This article was published:

Edith Janet Allen Mayo (1915–1995), community worker, was born on 28 April 1915 in Adelaide, third of six children of Alfred Allen Simpson, manufacturer, and his wife Janet Doris, née Hübbe, both locally born. Her maternal grandmother was the renowned educator Edith Cook, and her father was a partner in the family business A. Simpson & Son Ltd, and mayor of Adelaide (1913–15). Janet, as she was known, was raised at the stately home Undelcarra, in the suburb of Burnside. After attending Creveen School she studied history, French, and German at the University of Adelaide, but did not take a degree. She also worked for local branches of the Girl Guides’ and St John Ambulance associations. 

At the Unitarian Christian Church, Adelaide, on 4 July 1939 Simpson married Lieutenant Eric (Rick) Elton Mayo, Royal Australian Navy. When World War II broke out in September, he was the torpedo officer of the cruiser HMAS Sydney. On the 19 November 1941, while Janet was pregnant with their second child, the ship was sunk in an action off the Western Australian coast; all on board perished. This event came to define her personal and professional life.
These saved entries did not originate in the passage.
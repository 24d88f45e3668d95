//! Analyzer configuration
//!
//! Loaded from a JSON file, then overridden by environment variables:
//!
//! ```json
//! {
//!   "brand": "thermia",
//!   "price_per_kwh": 1.85,
//!   "alarm_codes": { "2": "High pressure switch" }
//! }
//! ```

use serde::{Deserialize, Serialize};
use std::collections::BTreeMap;
use std::path::Path;
use tracing::{debug, info};

use crate::alarm::{AlarmCodeTable, Brand};
use crate::error::AnalyticsError;
use crate::source::MetricScaling;

pub const BRAND_ENV: &str = "HEATPUMP_BRAND";
pub const PRICE_ENV: &str = "HEATPUMP_PRICE_PER_KWH";

pub const DEFAULT_PRICE_PER_KWH: f64 = 2.0;

fn default_price() -> f64 {
    DEFAULT_PRICE_PER_KWH
}

/// Settings shared by every analysis
#[derive(Debug, Clone, PartialEq, Serialize, Deserialize)]
pub struct AnalyzerConfig {
    #[serde(default)]
    pub brand: Brand,
    /// Electricity price per kWh
    #[serde(default = "default_price")]
    pub price_per_kwh: f64,
    /// Alarm code descriptions for `brand`
    #[serde(default)]
    pub alarm_codes: BTreeMap<i64, String>,
    #[serde(default)]
    pub scaling: MetricScaling,
}

impl Default for AnalyzerConfig {
    fn default() -> Self {
        Self {
            brand: Brand::default(),
            price_per_kwh: DEFAULT_PRICE_PER_KWH,
            alarm_codes: BTreeMap::new(),
            scaling: MetricScaling::default(),
        }
    }
}

impl AnalyzerConfig {
    pub fn from_json(json: &str) -> Result<Self, AnalyticsError> {
        let config: Self = serde_json::from_str(json)?;
        config.validate()?;
        Ok(config)
    }

    pub fn to_json(&self) -> Result<String, AnalyticsError> {
        Ok(serde_json::to_string_pretty(self)?)
    }

    /// Read `path`, falling back to defaults when the file does not exist
    pub fn load(path: &Path) -> Result<Self, AnalyticsError> {
        if !path.exists() {
            debug!(path = %path.display(), "no config file, using defaults");
            return Ok(Self::default());
        }

        let json = std::fs::read_to_string(path).map_err(|e| {
            AnalyticsError::ConfigError(format!("failed to read {}: {e}", path.display()))
        })?;
        let config = Self::from_json(&json)?;
        info!(path = %path.display(), brand = %config.brand, "loaded config");
        Ok(config)
    }

    /// Apply `HEATPUMP_BRAND` and `HEATPUMP_PRICE_PER_KWH` when set
    pub fn with_env_overrides(self) -> Result<Self, AnalyticsError> {
        let brand = std::env::var(BRAND_ENV).ok();
        let price = std::env::var(PRICE_ENV).ok();
        self.with_overrides(brand.as_deref(), price.as_deref())
    }

    pub fn with_overrides(
        mut self,
        brand: Option<&str>,
        price_per_kwh: Option<&str>,
    ) -> Result<Self, AnalyticsError> {
        if let Some(brand) = brand {
            self.brand = brand.parse()?;
        }
        if let Some(price) = price_per_kwh {
            self.price_per_kwh = price.trim().parse().map_err(|_| {
                AnalyticsError::ConfigError(format!("invalid price per kWh: {price:?}"))
            })?;
        }
        self.validate()?;
        Ok(self)
    }

    pub fn validate(&self) -> Result<(), AnalyticsError> {
        if !self.price_per_kwh.is_finite() || self.price_per_kwh < 0.0 {
            return Err(AnalyticsError::ConfigError(format!(
                "price per kWh must be a non-negative number, got {}",
                self.price_per_kwh
            )));
        }
        Ok(())
    }

    /// Alarm code resolver for the configured brand
    pub fn resolver(&self) -> AlarmCodeTable {
        AlarmCodeTable::new(self.brand, self.alarm_codes.clone())
    }
}
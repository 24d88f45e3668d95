//! Coefficient-of-performance estimation
//!
//! The estimate is a heuristic from temperature differentials, not a
//! calorimetric measurement: `2.0 + radiator_delta / brine_delta`, computed
//! only while the compressor runs and both differentials exceed 0.5 °C, then
//! clamped to a physically plausible range.

use tracing::debug;

use crate::frame::{AlignedFrame, FrameRow};
use crate::metrics::{
    BRINE_IN_EVAPORATOR, BRINE_OUT_CONDENSER, COMPRESSOR_STATUS, COP_METRICS, POWER_CONSUMPTION,
    RADIATOR_FORWARD, RADIATOR_RETURN,
};
use crate::series::SeriesBatch;
use crate::types::{CopPoint, CopSeries};

pub const MIN_COP: f64 = 1.5;
pub const MAX_COP: f64 = 6.0;
/// Smallest temperature differential (°C) treated as real heat transfer
pub const MIN_DELTA: f64 = 0.5;

const COP_BASELINE: f64 = 2.0;

/// Clamp a raw estimate into `[MIN_COP, MAX_COP]`
pub fn clamp_cop(raw: f64) -> f64 {
    raw.clamp(MIN_COP, MAX_COP)
}

/// Estimate for one row, `None` when the row is outside the mask
fn estimate_row(compressor: Option<f64>, radiator_delta: Option<f64>, brine_delta: Option<f64>) -> Option<f64> {
    let running = compressor? > 0.0;
    let radiator_delta = radiator_delta?;
    let brine_delta = brine_delta?;

    if running && radiator_delta > MIN_DELTA && brine_delta > MIN_DELTA {
        Some(clamp_cop(COP_BASELINE + radiator_delta / brine_delta))
    } else {
        None
    }
}

fn cop_point(row: &FrameRow) -> CopPoint {
    let radiator_delta = row.delta(RADIATOR_FORWARD, RADIATOR_RETURN);
    let brine_delta = row.delta(BRINE_IN_EVAPORATOR, BRINE_OUT_CONDENSER);

    CopPoint {
        time: row.time,
        radiator_delta,
        brine_delta,
        power_consumption: row.get(POWER_CONSUMPTION),
        estimated_cop: estimate_row(row.get(COMPRESSOR_STATUS), radiator_delta, brine_delta),
    }
}

/// Per-timestamp COP estimates over an aligned frame
pub fn estimate_cop(frame: &AlignedFrame) -> CopSeries {
    let points: Vec<CopPoint> = frame.rows().iter().map(cop_point).collect();

    debug!(
        rows = points.len(),
        estimated = points.iter().filter(|p| p.estimated_cop.is_some()).count(),
        "cop estimated"
    );

    CopSeries { points }
}

/// Align the COP input metrics of `batch` and estimate
pub fn estimate_cop_from_batch(batch: &SeriesBatch) -> CopSeries {
    let frame = AlignedFrame::align(COP_METRICS.iter().filter_map(|metric| batch.get(metric)));
    estimate_cop(&frame)
}
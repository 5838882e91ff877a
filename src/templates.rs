//! Marathon app templates and placeholder substitution.
//!
//! Templates are opaque JSON text. Rendering replaces every occurrence of each
//! token, in `TOKENS` order, with no escaping and no check that the token was
//! present.
use crate::config::DemoConfig;
use anyhow::{anyhow, Context, Result};
use std::fs;
use std::path::PathBuf;

pub const PRODUCER_JSON: &str = include_str!("../templates/marathon/producer.json");
pub const CONSUMER_JSON: &str = include_str!("../templates/marathon/consumer.json");
pub const QUEUE_JSON: &str = include_str!("../templates/marathon/queue.json");
pub const REMAINDER_JSON: &str = include_str!("../templates/marathon/remainder.json");
pub const MICROSCALING_JSON: &str = include_str!("../templates/marathon/microscaling.json");

pub const USER_ID_TOKEN: &str = "__MSS_USER_ID__";
pub const API_ADDRESS_TOKEN: &str = "__MSS_API_ADDRESS__";
pub const MARATHON_API_TOKEN: &str = "__MSS_MARATHON_API__";
pub const STORAGE_ACCOUNT_NAME_TOKEN: &str = "__AZURE_STORAGE_ACCOUNT_NAME__";
pub const STORAGE_ACCOUNT_KEY_TOKEN: &str = "__AZURE_STORAGE_ACCOUNT_KEY__";
pub const STORAGE_QUEUE_NAME_TOKEN: &str = "__AZURE_STORAGE_QUEUE_NAME__";

/// Substitution order.
pub const TOKENS: [&str; 6] = [
    USER_ID_TOKEN,
    API_ADDRESS_TOKEN,
    MARATHON_API_TOKEN,
    STORAGE_ACCOUNT_NAME_TOKEN,
    STORAGE_ACCOUNT_KEY_TOKEN,
    STORAGE_QUEUE_NAME_TOKEN,
];

/// Raw template text for one app.
#[derive(Debug, Clone)]
pub struct AppTemplate {
    pub name: String,
    pub raw: String,
}

/// A rendered app definition, ready to POST.
#[derive(Debug, Clone, PartialEq, Eq)]
pub struct AppDescriptor {
    pub name: String,
    pub json_body: String,
}

/// Replace every occurrence of `token` in `raw` with `value`.
pub fn render_template(raw: &str, token: &str, value: &str) -> String {
    raw.replace(token, value)
}

/// Token/value pairs in substitution order.
pub fn token_values(config: &DemoConfig, marathon_api: &str) -> Vec<(&'static str, String)> {
    let values = [
        config.user_id.clone(),
        config.api_address.clone(),
        marathon_api.to_string(),
        config.storage.account_name.clone(),
        config.storage.account_key.clone(),
        config.storage.queue_name.clone(),
    ];
    TOKENS.into_iter().zip(values).collect()
}

impl AppTemplate {
    pub fn render(&self, values: &[(&'static str, String)]) -> AppDescriptor {
        let json_body = values
            .iter()
            .fold(self.raw.clone(), |body, (token, value)| {
                render_template(&body, token, value)
            });
        AppDescriptor {
            name: self.name.clone(),
            json_body,
        }
    }
}

/// Where app templates are read from.
#[derive(Debug, Clone)]
pub enum TemplateStore {
    /// Templates compiled into the binary.
    Embedded,
    /// `<dir>/<name>.json` on disk.
    Dir(PathBuf),
}

impl TemplateStore {
    pub fn new(dir: Option<PathBuf>) -> Self {
        match dir {
            Some(dir) => TemplateStore::Dir(dir),
            None => TemplateStore::Embedded,
        }
    }

    pub fn load(&self, name: &str) -> Result<AppTemplate> {
        let raw = match self {
            TemplateStore::Embedded => embedded(name)
                .ok_or_else(|| anyhow!("no embedded template for app {name}"))?
                .to_string(),
            TemplateStore::Dir(dir) => {
                let path = dir.join(format!("{name}.json"));
                fs::read_to_string(&path)
                    .with_context(|| format!("read template {}", path.display()))?
            }
        };
        Ok(AppTemplate {
            name: name.to_string(),
            raw,
        })
    }
}

fn embedded(name: &str) -> Option<&'static str> {
    match name {
        "producer" => Some(PRODUCER_JSON),
        "consumer" => Some(CONSUMER_JSON),
        "queue" => Some(QUEUE_JSON),
        "remainder" => Some(REMAINDER_JSON),
        "microscaling" => Some(MICROSCALING_JSON),
        _ => None,
    }
}

/// Tokens still present in a rendered body.
#[cfg(test)]
pub fn unresolved_tokens(body: &str) -> Vec<&'static str> {
    TOKENS
        .iter()
        .copied()
        .filter(|token| body.contains(token))
        .collect()
}
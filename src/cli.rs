//! CLI argument parsing for the demo app lifecycle.
//!
//! The CLI only selects an operation; every setting that ends up inside an app
//! definition comes from the environment so the same shell session drives
//! both `create` and `destroy`.
use clap::{Args, Parser, Subcommand};
use std::path::PathBuf;

/// Root CLI entrypoint.
#[derive(Parser, Debug)]
#[command(
    name = "marathon-demo",
    version,
    about = "Create and destroy the microscaling demo apps on Marathon",
    after_help = "Environment:\n  MSS_MARATHON_API            Marathon base URL (required)\n  MSS_USER_ID                 Microscaling user id (required)\n  MSS_API_ADDRESS             Microscaling API address (default app.microscaling.com)\n  AZURE_STORAGE_ACCOUNT_NAME  Storage account name (required)\n  AZURE_STORAGE_ACCOUNT_KEY   Storage account key (required)\n  AZURE_STORAGE_QUEUE_NAME    Storage queue name (required)\n\nExamples:\n  marathon-demo create\n  marathon-demo status --json\n  marathon-demo destroy",
    subcommand_required = true,
    arg_required_else_help = true
)]
pub struct RootArgs {
    #[command(subcommand)]
    pub command: Command,

    #[command(flatten)]
    pub global: GlobalArgs,
}

/// Flags shared by every subcommand.
#[derive(Args, Debug, Clone)]
pub struct GlobalArgs {
    /// Directory holding <app>.json templates (defaults to the embedded set)
    #[arg(long, value_name = "DIR", global = true)]
    pub templates_dir: Option<PathBuf>,

    /// Emit a machine-readable JSON report on stdout
    #[arg(long, global = true)]
    pub json: bool,

    /// Enable debug logging
    #[arg(long, global = true)]
    pub verbose: bool,
}

#[derive(Subcommand, Debug)]
pub enum Command {
    /// Create every demo app that is not already deployed
    Create,
    /// Delete every demo app that is currently deployed
    Destroy,
    /// Report which demo apps are deployed
    Status,
    /// Print the current Marathon leader
    Leader,
}
//! In-memory Marathon used by unit tests.
//!
//! Records every request and answers from a small mutable app set. A
//! successful `POST` adds the body's `id`; a successful `DELETE` removes it.
use super::transport::{ApiRequest, ApiResponse, Method, Transport};
use anyhow::{anyhow, Result};
use std::cell::RefCell;

#[derive(Debug)]
struct State {
    app_ids: Vec<String>,
    listing_status: u16,
    listing_body: Option<String>,
    mutation_status: u16,
    leader: Option<String>,
    unreachable: bool,
}

#[derive(Debug)]
pub struct FakeTransport {
    state: RefCell<State>,
    requests: RefCell<Vec<ApiRequest>>,
}

impl FakeTransport {
    /// Marathon reporting `names` as deployed (ids get a leading `/`).
    pub fn with_apps(names: &[&str]) -> Self {
        Self {
            state: RefCell::new(State {
                app_ids: names.iter().map(|name| format!("/{name}")).collect(),
                listing_status: 200,
                listing_body: None,
                mutation_status: 201,
                leader: Some("leader.internal:8080".to_string()),
                unreachable: false,
            }),
            requests: RefCell::new(Vec::new()),
        }
    }

    pub fn with_listing_body(body: &str) -> Self {
        let transport = Self::with_apps(&[]);
        transport.state.borrow_mut().listing_body = Some(body.to_string());
        transport
    }

    /// Every request fails before a response is received.
    pub fn unreachable() -> Self {
        let transport = Self::with_apps(&[]);
        transport.state.borrow_mut().unreachable = true;
        transport
    }

    pub fn set_listing_status(&self, status: u16) {
        self.state.borrow_mut().listing_status = status;
    }

    pub fn set_mutation_status(&self, status: u16) {
        self.state.borrow_mut().mutation_status = status;
    }

    /// `None` makes `/v2/leader/` answer 404.
    pub fn set_leader(&self, leader: Option<&str>) {
        self.state.borrow_mut().leader = leader.map(str::to_string);
    }

    pub fn requests(&self) -> Vec<ApiRequest> {
        self.requests.borrow().clone()
    }

    pub fn count(&self, method: Method) -> usize {
        self.requests
            .borrow()
            .iter()
            .filter(|request| request.method == method)
            .count()
    }

    pub fn posted_bodies(&self) -> Vec<String> {
        self.requests
            .borrow()
            .iter()
            .filter(|request| request.method == Method::Post)
            .filter_map(|request| request.body.clone())
            .collect()
    }

    pub fn deleted_urls(&self) -> Vec<String> {
        self.requests
            .borrow()
            .iter()
            .filter(|request| request.method == Method::Delete)
            .map(|request| request.url.clone())
            .collect()
    }

    fn respond(&self, request: &ApiRequest) -> ApiResponse {
        let mut state = self.state.borrow_mut();
        match request.method {
            Method::Get if request.url.ends_with("/v2/leader/") => match &state.leader {
                Some(leader) => ok(200, serde_json::json!({ "leader": leader }).to_string()),
                None => ok(404, String::new()),
            },
            Method::Get => {
                let body = state.listing_body.clone().unwrap_or_else(|| {
                    let apps: Vec<_> = state
                        .app_ids
                        .iter()
                        .map(|id| serde_json::json!({ "id": id, "instances": 1 }))
                        .collect();
                    serde_json::json!({ "apps": apps }).to_string()
                });
                ok(state.listing_status, body)
            }
            Method::Post => {
                let status = state.mutation_status;
                if (200..300).contains(&status) {
                    if let Some(id) = request
                        .body
                        .as_deref()
                        .and_then(|body| serde_json::from_str::<serde_json::Value>(body).ok())
                        .and_then(|value| value["id"].as_str().map(str::to_string))
                    {
                        state.app_ids.push(format!("/{}", id.trim_start_matches('/')));
                    }
                }
                ok(status, String::new())
            }
            Method::Delete => {
                let status = state.mutation_status;
                if (200..300).contains(&status) {
                    if let Some((_, name)) = request.url.rsplit_once("/v2/apps/") {
                        let id = format!("/{name}");
                        state.app_ids.retain(|existing| existing != &id);
                    }
                }
                ok(status, String::new())
            }
        }
    }
}

fn ok(status: u16, body: String) -> ApiResponse {
    ApiResponse { status, body }
}

impl Transport for FakeTransport {
    fn send(&self, request: &ApiRequest) -> Result<ApiResponse> {
        self.requests.borrow_mut().push(request.clone());
        if self.state.borrow().unreachable {
            return Err(anyhow!("connection refused"));
        }
        Ok(self.respond(request))
    }
}
//! Typed calls against the Marathon `/v2` endpoints.
use super::transport::{ApiRequest, ApiResponse, Method, Transport};
use anyhow::{Context, Result};
use serde::Deserialize;

#[derive(Debug, Deserialize)]
struct AppListing {
    #[serde(default)]
    apps: Vec<AppSummary>,
}

#[derive(Debug, Deserialize)]
struct AppSummary {
    id: String,
}

#[derive(Debug, Deserialize)]
struct LeaderInfo {
    leader: String,
}

/// Outcome of a call whose response does not influence control flow.
#[derive(Debug, Clone, PartialEq, Eq)]
pub enum Unchecked {
    Status(u16),
    Failed(String),
}

impl Unchecked {
    fn from_result(result: Result<ApiResponse>) -> Self {
        match result {
            Ok(response) => Unchecked::Status(response.status),
            Err(err) => Unchecked::Failed(format!("{err:#}")),
        }
    }

    pub fn is_success(&self) -> bool {
        matches!(self, Unchecked::Status(status) if (200..300).contains(status))
    }
}

pub struct MarathonClient<T> {
    base_url: String,
    transport: T,
}

impl<T: Transport> MarathonClient<T> {
    pub fn new(base_url: &str, transport: T) -> Self {
        Self {
            base_url: base_url.trim_end_matches('/').to_string(),
            transport,
        }
    }

    pub fn base_url(&self) -> &str {
        &self.base_url
    }

    #[cfg(test)]
    pub fn transport(&self) -> &T {
        &self.transport
    }

    fn url(&self, path: &str) -> String {
        format!("{}{}", self.base_url, path)
    }

    /// Names of deployed apps, with one leading `/` stripped from each id.
    ///
    /// A non-success status yields an empty list; only a transport failure is
    /// an error.
    pub fn list_app_names(&self) -> Result<Vec<String>> {
        let request = ApiRequest {
            method: Method::Get,
            url: self.url("/v2/apps/"),
            body: None,
        };
        let response = self.transport.send(&request)?;
        if !response.is_success() {
            tracing::warn!(
                status = response.status,
                "app listing failed; treating app set as empty"
            );
            return Ok(Vec::new());
        }
        let listing: AppListing =
            serde_json::from_str(&response.body).context("parse app listing")?;
        Ok(listing
            .apps
            .into_iter()
            .map(|app| app.id.strip_prefix('/').unwrap_or(&app.id).to_string())
            .collect())
    }

    pub fn create_app(&self, json_body: &str) -> Unchecked {
        let request = ApiRequest {
            method: Method::Post,
            url: self.url("/v2/apps/"),
            body: Some(json_body.to_string()),
        };
        Unchecked::from_result(self.transport.send(&request))
    }

    pub fn delete_app(&self, name: &str) -> Unchecked {
        let request = ApiRequest {
            method: Method::Delete,
            url: self.url(&format!("/v2/apps/{name}")),
            body: None,
        };
        Unchecked::from_result(self.transport.send(&request))
    }

    /// Address advertised by `/v2/leader/`, e.g. `10.0.0.5:8080`.
    pub fn leader(&self) -> Result<String> {
        let request = ApiRequest {
            method: Method::Get,
            url: self.url("/v2/leader/"),
            body: None,
        };
        let response = self.transport.send(&request)?;
        if !response.is_success() {
            anyhow::bail!("leader lookup returned status {}", response.status);
        }
        let info: LeaderInfo =
            serde_json::from_str(&response.body).context("parse leader response")?;
        Ok(info.leader)
    }
}
//! Marathon REST API access.

mod client;
#[cfg(test)]
pub(crate) mod testing;
mod transport;

pub use client::{MarathonClient, Unchecked};
#[cfg(test)]
pub use transport::Method;
pub use transport::{Transport, UreqTransport};
//! Demo configuration resolved from the environment.
//!
//! Every key is read once at startup. Missing required keys are collected and
//! reported together before any request reaches Marathon.
use thiserror::Error;

pub const MARATHON_API_ENV: &str = "MSS_MARATHON_API";
pub const USER_ID_ENV: &str = "MSS_USER_ID";
pub const API_ADDRESS_ENV: &str = "MSS_API_ADDRESS";
pub const STORAGE_ACCOUNT_NAME_ENV: &str = "AZURE_STORAGE_ACCOUNT_NAME";
pub const STORAGE_ACCOUNT_KEY_ENV: &str = "AZURE_STORAGE_ACCOUNT_KEY";
pub const STORAGE_QUEUE_NAME_ENV: &str = "AZURE_STORAGE_QUEUE_NAME";

/// Microscaling API used when `MSS_API_ADDRESS` is unset.
pub const DEFAULT_API_ADDRESS: &str = "app.microscaling.com";

#[derive(Error, Debug, PartialEq, Eq)]
pub enum ConfigError {
    #[error("missing required environment variables: {}", keys.join(", "))]
    Missing { keys: Vec<&'static str> },
}

/// Azure storage queue the producer fills and the consumers drain.
#[derive(Debug, Clone, PartialEq, Eq)]
pub struct StorageQueue {
    pub account_name: String,
    pub account_key: String,
    pub queue_name: String,
}

#[derive(Debug, Clone, PartialEq, Eq)]
pub struct DemoConfig {
    /// Marathon base URL, e.g. `http://10.0.0.5:8080`.
    pub marathon_api: String,
    pub user_id: String,
    pub api_address: String,
    pub storage: StorageQueue,
}

impl DemoConfig {
    /// Read the process environment.
    pub fn from_env() -> Result<Self, ConfigError> {
        Self::from_lookup(|key| std::env::var(key).ok())
    }

    /// Build the config from an arbitrary key lookup. Empty values count as unset.
    pub fn from_lookup<F>(lookup: F) -> Result<Self, ConfigError>
    where
        F: Fn(&str) -> Option<String>,
    {
        let mut missing = Vec::new();
        let mut required = |key: &'static str| {
            let value = non_empty(lookup(key));
            if value.is_none() {
                missing.push(key);
            }
            value.unwrap_or_default()
        };

        let marathon_api = required(MARATHON_API_ENV);
        let user_id = required(USER_ID_ENV);
        let account_name = required(STORAGE_ACCOUNT_NAME_ENV);
        let account_key = required(STORAGE_ACCOUNT_KEY_ENV);
        let queue_name = required(STORAGE_QUEUE_NAME_ENV);

        if !missing.is_empty() {
            return Err(ConfigError::Missing { keys: missing });
        }

        let api_address = non_empty(lookup(API_ADDRESS_ENV))
            .unwrap_or_else(|| DEFAULT_API_ADDRESS.to_string());

        Ok(Self {
            marathon_api,
            user_id,
            api_address,
            storage: StorageQueue {
                account_name,
                account_key,
                queue_name,
            },
        })
    }

    /// Only the Marathon address is needed for read-only and teardown commands.
    pub fn marathon_api_from_env() -> Result<String, ConfigError> {
        Self::marathon_api_from_lookup(|key| std::env::var(key).ok())
    }

    pub fn marathon_api_from_lookup<F>(lookup: F) -> Result<String, ConfigError>
    where
        F: Fn(&str) -> Option<String>,
    {
        non_empty(lookup(MARATHON_API_ENV)).ok_or_else(|| ConfigError::Missing {
            keys: vec![MARATHON_API_ENV],
        })
    }
}

fn non_empty(value: Option<String>) -> Option<String> {
    value.filter(|value| !value.trim().is_empty())
}
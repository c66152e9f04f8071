// src/main.rs
//! GPS Tracker - serial GPS ingestion with a live web map

use anyhow::{Context, Result};
use clap::{Args, Parser, Subcommand};
use gps_tracker::{
    config::GpsConfig,
    display::TerminalDisplay,
    monitor,
    simulator::{self, Simulator, SimulatorConfig},
    web, GpsMonitor, GpsSource,
};
use log::info;
use std::{path::PathBuf, time::Duration};

#[derive(Parser)]
#[command(name = "gps-tracker", version, about = "Track a serial GPS receiver on a live map")]
struct Cli {
    #[command(subcommand)]
    command: Command,
}

#[derive(Subcommand)]
enum Command {
    /// Read the receiver and serve the current fix over HTTP
    Serve {
        #[command(flatten)]
        serial: SerialArgs,

        /// Address the web server binds to
        #[arg(long)]
        host: Option<String>,

        /// Port the web server listens on
        #[arg(long)]
        http_port: Option<u16>,

        /// Play back a track file instead of reading the serial port
        #[arg(long, value_name = "FILE")]
        replay: Option<PathBuf>,

        /// Seconds between replayed fixes
        #[arg(long, default_value_t = 1)]
        replay_interval: u64,
    },
    /// Read the receiver and show the current fix in the terminal
    Watch {
        #[command(flatten)]
        serial: SerialArgs,
    },
    /// Write a simulated track to a JSON file
    Simulate {
        /// Output file
        #[arg(short, long, default_value = "simulated_gps_data.json")]
        output: PathBuf,

        /// Simulated seconds
        #[arg(long, default_value_t = 300)]
        duration: u64,

        /// Seconds between samples
        #[arg(long, default_value_t = 1)]
        interval: u64,

        /// Seed for a reproducible track
        #[arg(long)]
        seed: Option<u64>,

        /// Emit one sample per interval, rewriting the file each time
        #[arg(long)]
        realtime: bool,
    },
    /// List available serial ports
    Ports,
}

#[derive(Args)]
struct SerialArgs {
    /// Serial device of the receiver
    #[arg(short, long)]
    port: Option<String>,

    /// Baud rate
    #[arg(short, long)]
    baud: Option<u32>,

    /// Store the effective settings as the new defaults
    #[arg(long)]
    save: bool,
}

impl SerialArgs {
    fn apply(&self, config: &mut GpsConfig) {
        let port = self.port.clone().unwrap_or_else(|| config.serial_port.clone());
        let baud = self.baud.unwrap_or(config.serial_baudrate);
        config.update_serial(port, baud);
    }
}

fn init_logging(default_filter: &str) {
    env_logger::Builder::from_env(env_logger::Env::default().default_filter_or(default_filter))
        .init();
}

fn serial_source(config: &GpsConfig) -> GpsSource {
    GpsSource::Serial {
        port: config.serial_port.clone(),
        baudrate: config.serial_baudrate,
    }
}

#[tokio::main]
async fn main() -> Result<()> {
    let cli = Cli::parse();

    match cli.command {
        Command::Serve {
            serial,
            host,
            http_port,
            replay,
            replay_interval,
        } => {
            init_logging("info");
            let mut config = GpsConfig::load().context("Failed to load configuration")?;
            serial.apply(&mut config);
            let host = host.unwrap_or_else(|| config.http_host.clone());
            let http_port = http_port.unwrap_or(config.http_port);
            config.update_http(host, http_port);
            if serial.save {
                config.save().context("Failed to save configuration")?;
            }

            let source = match replay {
                Some(path) => GpsSource::Replay {
                    path,
                    interval: Duration::from_secs(replay_interval),
                },
                None => serial_source(&config),
            };

            let monitor = GpsMonitor::new(config.ingest_settings());
            // Runs for the lifetime of the process; kept, never joined
            let _ingest = monitor.start(source).context("Failed to start GPS source")?;

            info!("Open a browser at http://{}", config.http_addr());
            web::serve(monitor.publisher(), &config.http_addr())
                .await
                .with_context(|| format!("Web server on {} failed", config.http_addr()))?;
        }
        Command::Watch { serial } => {
            // Keep logs from scribbling over the display
            init_logging("warn");
            let mut config = GpsConfig::load().context("Failed to load configuration")?;
            serial.apply(&mut config);
            if serial.save {
                config.save().context("Failed to save configuration")?;
            }

            let monitor = GpsMonitor::new(config.ingest_settings());
            let ingest = monitor
                .start(serial_source(&config))
                .context("Failed to start GPS source")?;

            TerminalDisplay::new()
                .run(&monitor.publisher(), ingest.subscribe())
                .await
                .context("Terminal display failed")?;
        }
        Command::Simulate {
            output,
            duration,
            interval,
            seed,
            realtime,
        } => {
            init_logging("info");
            let mut sim = Simulator::new(SimulatorConfig {
                duration_secs: duration,
                step_secs: interval,
                seed,
                ..SimulatorConfig::default()
            });

            println!("Starting GPS data simulation for {} seconds...", duration);
            println!("Data will be saved to {}", output.display());

            let track = if realtime {
                sim.stream_to_file(&output, Duration::from_secs(interval))
                    .await
                    .context("Simulation failed")?
            } else {
                let track = sim.generate();
                simulator::write_track(&output, &track)
                    .with_context(|| format!("Failed to write {}", output.display()))?;
                track
            };

            println!("Simulation complete. {} data points generated.", track.len());
            println!(
                "Replay it with: gps-tracker serve --replay {}",
                output.display()
            );
        }
        Command::Ports => {
            init_logging("info");
            monitor::list_serial_ports().context("Failed to list serial ports")?;
        }
    }

    Ok(())
}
During 1946 Mayo became involved in the formation of the War Widows’ Craft Guild of South Australia. (As the focus of the organisation broadened to encompass advocacy, ‘craft’ would be omitted from its title.) The next year she became its president. After she expressed concerns about the task ahead, the guild’s national president, Jessie Vasey, advised her to ‘apportion your life correctly between the claims of your children and this work and you will be a better mother and a healthier and happier woman’ (Clark 1986, 71–72). Although Mayo was a woman of means, both born and marrying into the Adelaide establishment, she demonstrated an acute awareness of the material deprivations that attended many guild members and their children. In 1947 she criticised the Commonwealth government for its miserly and ‘illogical attitude’ (Mail, 1) to war widows, whom it expected to survive on less money than a family with a breadwinner. Forthright and articulate, she was especially incensed that war widows’ pensions were increased by only 10 percent, while parliamentarians received a salary hike of 50 percent. 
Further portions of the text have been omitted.